§ What is needed
Go through the data below and gather each line containing "todos".

§ Saved data entries
════════════════
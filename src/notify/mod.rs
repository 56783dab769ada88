//! Post-mutation change notifications.
//!
//! A [`ChangeNotifier`] broadcasts table-level change events to registered
//! listeners after each successful mutation. Listeners receive the change
//! kind's wire name (`"saved"`, `"inserted"`, `"updated"`, `"deleted"`).

use std::sync::Mutex;

use event_emitter_rs::EventEmitter;

use crate::writer::ChangeKind;

/// Table-keyed change broadcast over an [`EventEmitter`].
///
/// ## Example
///
/// ```ignore
/// use std::sync::Arc;
/// use flexrow::ChangeNotifier;
///
/// let notifier = Arc::new(ChangeNotifier::new());
/// notifier.on("todos", |kind| println!("todos changed: {}", kind));
///
/// let writer = writer.with_notifier(Arc::clone(&notifier));
/// ```
pub struct ChangeNotifier {
    emitter: Mutex<EventEmitter>,
}

impl Default for ChangeNotifier {
    fn default() -> Self {
        Self::new()
    }
}

impl ChangeNotifier {
    pub fn new() -> Self {
        ChangeNotifier {
            emitter: Mutex::new(EventEmitter::new()),
        }
    }

    /// Register a listener for one table's changes.
    pub fn on<F>(&self, table: &str, listener: F)
    where
        F: Fn(String) + Send + Sync + 'static,
    {
        self.emitter.lock().unwrap().on(table, listener);
    }

    /// Broadcast a change to the table's listeners, on the current thread.
    pub fn notify(&self, table: &str, kind: ChangeKind) {
        self.emitter
            .lock()
            .unwrap()
            .emit(table, kind.as_str().to_string());
    }
}

#[cfg(test)]
mod tests {
    use super::*;
    use std::sync::{Arc, Mutex};

    #[test]
    fn listener_receives_kind_name() {
        let notifier = ChangeNotifier::new();
        let seen = Arc::new(Mutex::new(Vec::new()));

        let sink = Arc::clone(&seen);
        notifier.on("todos", move |kind| sink.lock().unwrap().push(kind));

        notifier.notify("todos", ChangeKind::Inserted);
        notifier.notify("todos", ChangeKind::Deleted);

        assert_eq!(*seen.lock().unwrap(), vec!["inserted", "deleted"]);
    }

    #[test]
    fn tables_are_independent() {
        let notifier = ChangeNotifier::new();
        let seen = Arc::new(Mutex::new(Vec::new()));

        let sink = Arc::clone(&seen);
        notifier.on("todos", move |kind| sink.lock().unwrap().push(kind));

        notifier.notify("tags", ChangeKind::Updated);
        assert!(seen.lock().unwrap().is_empty());
    }
}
════════════════
§ Answer box
/// notifier.on("todos", |kind| println!("todos changed: {}", kind));
        notifier.on("todos", move |kind| sink.lock().unwrap().push(kind));
        notifier.notify("todos", ChangeKind::Inserted);
        notifier.notify("todos", ChangeKind::Deleted);
        notifier.on("todos", move |kind| sink.lock().unwrap().push(kind));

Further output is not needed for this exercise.